The new measures follow a sharp increase in cases in recent days.
There have been 519 confirmed cases across India and 10 reported deaths.
All non-essential businesses will be closed but hospitals and other medical facilities will continue to function as normal.
Schools and universities will remain shut and almost all public gatherings will be banned.
Big cities such as Delhi and Mumbai were already under social distancing restrictions, but now the rules extend to the whole country.
Air and train travel has also been heavily restricted, with all international flights grounded.
The Foreign and Commonwealth Office has advised against all travel to the region and urged any Brits in India to make arrangements to travel back to the UK.
India has one of the highest populations in the world, standing at 1.3 billion.
Major concerns have been raised about how the country’s health system will be able to cope with the demand coronavirus could bring.
The prime minister has introduced extra funding to help the system cope, although for such a densely packed population it is feared the virus will spread exceptionally quickly.

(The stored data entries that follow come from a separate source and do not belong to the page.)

//! Snapshot readers: locate the data and metadata tables of an export and
//! turn `;`-delimited rows into [`SourceRecord`]s.

use std::fs;
use std::io::{Cursor, Read};
use std::path::{Path, PathBuf};

use chrono::{DateTime, Utc};
use csv::{ReaderBuilder, StringRecord};
use poisync_core::{text_or_none, SourceRecord};
use poisync_storage::{ArchiveStore, FetchError, HttpFetcher};
use serde::{Deserialize, Serialize};
use thiserror::Error;
use tracing::info;
use uuid::Uuid;
use zip::ZipArchive;

pub const CRATE_NAME: &str = "poisync-adapters";

pub const DEFAULT_SOURCE_ID: &str = "banco";

/// Latest WGS84 CSV export of the Base Nationale des Commerces Ouverte.
pub const DEFAULT_SNAPSHOT_URL: &str =
    "https://www.data.gouv.fr/fr/datasets/r/3d612ad7-f726-4fe5-a353-bdf76c5a44c2";

const DATA_TABLE_SUFFIX: &str = "data.csv";
const METADATA_TABLE_SUFFIX: &str = "metadata.csv";

#[derive(Debug, Error)]
pub enum AdapterError {
    #[error("snapshot has no {0} table")]
    MissingTable(&'static str),
    #[error("snapshot is missing required columns: {}", .0.join(", "))]
    MissingColumns(Vec<String>),
    #[error("reading {path}: {source}")]
    Io {
        path: String,
        #[source]
        source: std::io::Error,
    },
    #[error("{table} is not valid UTF-8: {source}")]
    Encoding {
        table: String,
        #[source]
        source: std::string::FromUtf8Error,
    },
    #[error("malformed delimited text: {0}")]
    Csv(#[from] csv::Error),
    #[error("invalid snapshot archive: {0}")]
    Archive(#[from] zip::result::ZipError),
    #[error("snapshot download failed: {0}")]
    Fetch(#[from] FetchError),
    #[error(transparent)]
    Anyhow(#[from] anyhow::Error),
}

/// Whole-dataset metadata. The declared date stays raw text: deciding whether
/// it is usable belongs to the staleness check.
#[derive(Debug, Clone, PartialEq, Eq, Serialize, Deserialize)]
pub struct SnapshotMetadata {
    pub declared_update: Option<String>,
}

/// A snapshot whose metadata can be inspected without reading the data table.
pub trait SnapshotReader: Send + Sync {
    fn label(&self) -> &str;
    fn metadata(&self) -> Result<SnapshotMetadata, AdapterError>;
    fn records(&self) -> Result<Vec<SourceRecord>, AdapterError>;
}

/// Source column names for each [`SourceRecord`] field.
#[derive(Debug, Clone, PartialEq, Eq, Serialize, Deserialize)]
pub struct ColumnMap {
    pub identity: String,
    pub name: String,
    pub brand: String,
    pub longitude: String,
    pub latitude: String,
    pub category_tags: String,
    pub address_line: String,
    pub city: String,
    pub opening_hours: String,
    pub last_modified: String,
    pub metadata_update_date: String,
}

impl Default for ColumnMap {
    fn default() -> Self {
        Self {
            identity: "osm_id".into(),
            name: "name".into(),
            brand: "brand".into(),
            longitude: "X".into(),
            latitude: "Y".into(),
            category_tags: "type".into(),
            address_line: "address".into(),
            city: "com_nom".into(),
            opening_hours: "opening_hours".into(),
            last_modified: "last_update".into(),
            metadata_update_date: "DATE_MAJ".into(),
        }
    }
}

impl ColumnMap {
    fn required(&self) -> [&str; 5] {
        [
            &self.name,
            &self.longitude,
            &self.latitude,
            &self.category_tags,
            &self.last_modified,
        ]
    }
}

/// Column positions resolved against one header row.
struct HeaderIndex {
    identity: Option<usize>,
    name: usize,
    brand: Option<usize>,
    longitude: usize,
    latitude: usize,
    category_tags: usize,
    address_line: Option<usize>,
    city: Option<usize>,
    opening_hours: Option<usize>,
    last_modified: usize,
}

impl HeaderIndex {
    fn resolve(headers: &StringRecord, columns: &ColumnMap) -> Result<Self, AdapterError> {
        let missing = columns
            .required()
            .into_iter()
            .filter(|name| column_position(headers, name).is_none())
            .map(ToString::to_string)
            .collect::<Vec<_>>();
        if !missing.is_empty() {
            return Err(AdapterError::MissingColumns(missing));
        }

        let required = |name: &String| {
            column_position(headers, name)
                .ok_or_else(|| AdapterError::MissingColumns(vec![name.clone()]))
        };
        Ok(Self {
            identity: column_position(headers, &columns.identity),
            name: required(&columns.name)?,
            brand: column_position(headers, &columns.brand),
            longitude: required(&columns.longitude)?,
            latitude: required(&columns.latitude)?,
            category_tags: required(&columns.category_tags)?,
            address_line: column_position(headers, &columns.address_line),
            city: column_position(headers, &columns.city),
            opening_hours: column_position(headers, &columns.opening_hours),
            last_modified: required(&columns.last_modified)?,
        })
    }

    fn record(&self, row: &StringRecord) -> SourceRecord {
        let cell = |idx: Option<usize>| {
            idx.and_then(|i| row.get(i))
                .filter(|v| !v.is_empty())
                .map(ToString::to_string)
        };
        SourceRecord {
            identity: cell(self.identity),
            name: cell(Some(self.name)),
            brand: cell(self.brand),
            longitude: parse_coordinate(row.get(self.longitude)),
            latitude: parse_coordinate(row.get(self.latitude)),
            category_tags: cell(Some(self.category_tags)),
            address_line: cell(self.address_line),
            city: cell(self.city),
            opening_hours: cell(self.opening_hours),
            last_modified: cell(Some(self.last_modified)),
        }
    }
}

fn column_position(headers: &StringRecord, name: &str) -> Option<usize> {
    headers.iter().position(|h| h.trim() == name)
}

/// Unparsable cells become `None`; non-finite values are kept for the
/// resolver to reject.
fn parse_coordinate(cell: Option<&str>) -> Option<f64> {
    cell.map(str::trim)
        .filter(|v| !v.is_empty())
        .and_then(|v| v.parse::<f64>().ok())
}

fn delimited_reader(text: &str) -> csv::Reader<&[u8]> {
    let text = text.strip_prefix('\u{feff}').unwrap_or(text);
    ReaderBuilder::new()
        .delimiter(b';')
        .flexible(true)
        .from_reader(text.as_bytes())
}

pub fn parse_metadata(text: &str, columns: &ColumnMap) -> Result<SnapshotMetadata, AdapterError> {
    let mut reader = delimited_reader(text);
    let headers = reader.headers()?.clone();
    let Some(idx) = column_position(&headers, &columns.metadata_update_date) else {
        return Ok(SnapshotMetadata {
            declared_update: None,
        });
    };
    let first = reader.records().next().transpose()?;
    Ok(SnapshotMetadata {
        declared_update: first.and_then(|row| text_or_none(row.get(idx))),
    })
}

pub fn parse_records(text: &str, columns: &ColumnMap) -> Result<Vec<SourceRecord>, AdapterError> {
    let mut reader = delimited_reader(text);
    let headers = reader.headers()?.clone();
    let index = HeaderIndex::resolve(&headers, columns)?;
    reader
        .records()
        .map(|row| -> Result<SourceRecord, AdapterError> { Ok(index.record(&row?)) })
        .collect()
}

#[derive(Debug, Clone, Copy, PartialEq, Eq)]
enum Table {
    Data,
    Metadata,
}

fn classify_table(name: &str) -> Option<Table> {
    let lower = name.to_ascii_lowercase();
    if lower.ends_with(METADATA_TABLE_SUFFIX) {
        Some(Table::Metadata)
    } else if lower.ends_with(DATA_TABLE_SUFFIX) {
        Some(Table::Data)
    } else {
        None
    }
}

/// A snapshot held as raw text; data rows are parsed only on [`SnapshotReader::records`].
#[derive(Debug, Clone)]
pub struct CsvSnapshot {
    label: String,
    metadata_text: String,
    data_text: String,
    columns: ColumnMap,
}

impl CsvSnapshot {
    pub fn from_parts(
        label: impl Into<String>,
        metadata_text: impl Into<String>,
        data_text: impl Into<String>,
    ) -> Self {
        Self {
            label: label.into(),
            metadata_text: metadata_text.into(),
            data_text: data_text.into(),
            columns: ColumnMap::default(),
        }
    }

    pub fn with_columns(mut self, columns: ColumnMap) -> Self {
        self.columns = columns;
        self
    }

    /// Reads an already extracted export: one file ending in `metadata.csv`
    /// and one ending in `data.csv`.
    pub fn from_dir(dir: impl AsRef<Path>) -> Result<Self, AdapterError> {
        let dir = dir.as_ref();
        let entries = fs::read_dir(dir).map_err(|source| AdapterError::Io {
            path: dir.display().to_string(),
            source,
        })?;

        let mut paths = Vec::new();
        for entry in entries {
            let entry = entry.map_err(|source| AdapterError::Io {
                path: dir.display().to_string(),
                source,
            })?;
            paths.push(entry.path());
        }
        // read_dir order is unspecified; the first name in sorted order wins
        paths.sort();

        let mut metadata = None;
        let mut data = None;
        for path in paths {
            let name = path
                .file_name()
                .map(|n| n.to_string_lossy().to_string())
                .unwrap_or_default();
            match classify_table(&name) {
                Some(Table::Metadata) if metadata.is_none() => {
                    metadata = Some(read_text_file(&path)?)
                }
                Some(Table::Data) if data.is_none() => data = Some(read_text_file(&path)?),
                _ => {}
            }
        }

        Ok(Self::from_parts(
            dir.display().to_string(),
            metadata.ok_or(AdapterError::MissingTable("metadata"))?,
            data.ok_or(AdapterError::MissingTable("data"))?,
        ))
    }

    pub fn from_archive_file(path: impl AsRef<Path>) -> Result<Self, AdapterError> {
        let path = path.as_ref();
        let bytes = fs::read(path).map_err(|source| AdapterError::Io {
            path: path.display().to_string(),
            source,
        })?;
        Ok(Self::from_zip_bytes(&bytes)?.with_label(path.display().to_string()))
    }

    pub fn from_zip_bytes(bytes: &[u8]) -> Result<Self, AdapterError> {
        let mut archive = ZipArchive::new(Cursor::new(bytes))?;
        let mut metadata = None;
        let mut data = None;

        for i in 0..archive.len() {
            let mut entry = archive.by_index(i)?;
            let name = entry.name().to_string();
            let table = match classify_table(&name) {
                Some(Table::Metadata) if metadata.is_none() => Table::Metadata,
                Some(Table::Data) if data.is_none() => Table::Data,
                _ => continue,
            };
            let mut raw = Vec::new();
            entry
                .read_to_end(&mut raw)
                .map_err(|source| AdapterError::Io {
                    path: name.clone(),
                    source,
                })?;
            let text = decode_table(name, raw)?;
            match table {
                Table::Metadata => metadata = Some(text),
                Table::Data => data = Some(text),
            }
        }

        Ok(Self::from_parts(
            "archive",
            metadata.ok_or(AdapterError::MissingTable("metadata"))?,
            data.ok_or(AdapterError::MissingTable("data"))?,
        ))
    }

    fn with_label(mut self, label: String) -> Self {
        self.label = label;
        self
    }
}

fn read_text_file(path: &PathBuf) -> Result<String, AdapterError> {
    let raw = fs::read(path).map_err(|source| AdapterError::Io {
        path: path.display().to_string(),
        source,
    })?;
    decode_table(path.display().to_string(), raw)
}

/// Exports are UTF-8; anything else is rejected rather than patched with
/// replacement characters that would leak into names and identity keys.
fn decode_table(table: String, raw: Vec<u8>) -> Result<String, AdapterError> {
    String::from_utf8(raw).map_err(|source| AdapterError::Encoding { table, source })
}

impl SnapshotReader for CsvSnapshot {
    fn label(&self) -> &str {
        &self.label
    }

    fn metadata(&self) -> Result<SnapshotMetadata, AdapterError> {
        parse_metadata(&self.metadata_text, &self.columns)
    }

    fn records(&self) -> Result<Vec<SourceRecord>, AdapterError> {
        parse_records(&self.data_text, &self.columns)
    }
}

#[derive(Debug, Clone, PartialEq, Eq)]
pub struct FetchContext {
    pub run_id: Uuid,
    pub fetched_at: DateTime<Utc>,
    pub source_id: String,
}

/// Downloads the export archive, keeps an immutable copy and opens it.
pub async fn download_snapshot(
    http: &HttpFetcher,
    archives: &ArchiveStore,
    ctx: &FetchContext,
    url: &str,
) -> Result<CsvSnapshot, AdapterError> {
    let response = http.fetch_bytes(ctx.run_id, url).await?;
    let stored = archives
        .store_bytes(ctx.fetched_at, &ctx.source_id, "zip", &response.body)
        .await?;
    info!(
        run_id = %ctx.run_id,
        bytes = stored.byte_size,
        sha256 = %stored.content_hash,
        already_seen = stored.deduplicated,
        path = %stored.absolute_path.display(),
        "snapshot archive stored"
    );
    Ok(CsvSnapshot::from_zip_bytes(&response.body)?
        .with_label(stored.absolute_path.display().to_string()))
}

Health researchers have warned more than a million people in India could be infected with the coronavirus by mid-May.
The Global Health Security index, and joint project developed by the Nuclear Threat Initiative (NTI) and the Johns Hopkins Center for Health Security, ranks India 57th out of 195 nations in terms of its pandemic preparation.
The 21 day period, or three weeks, is the recommended time it takes to break the cycle of infection.
The UK is just at the beginning of its initial three-week lockdown.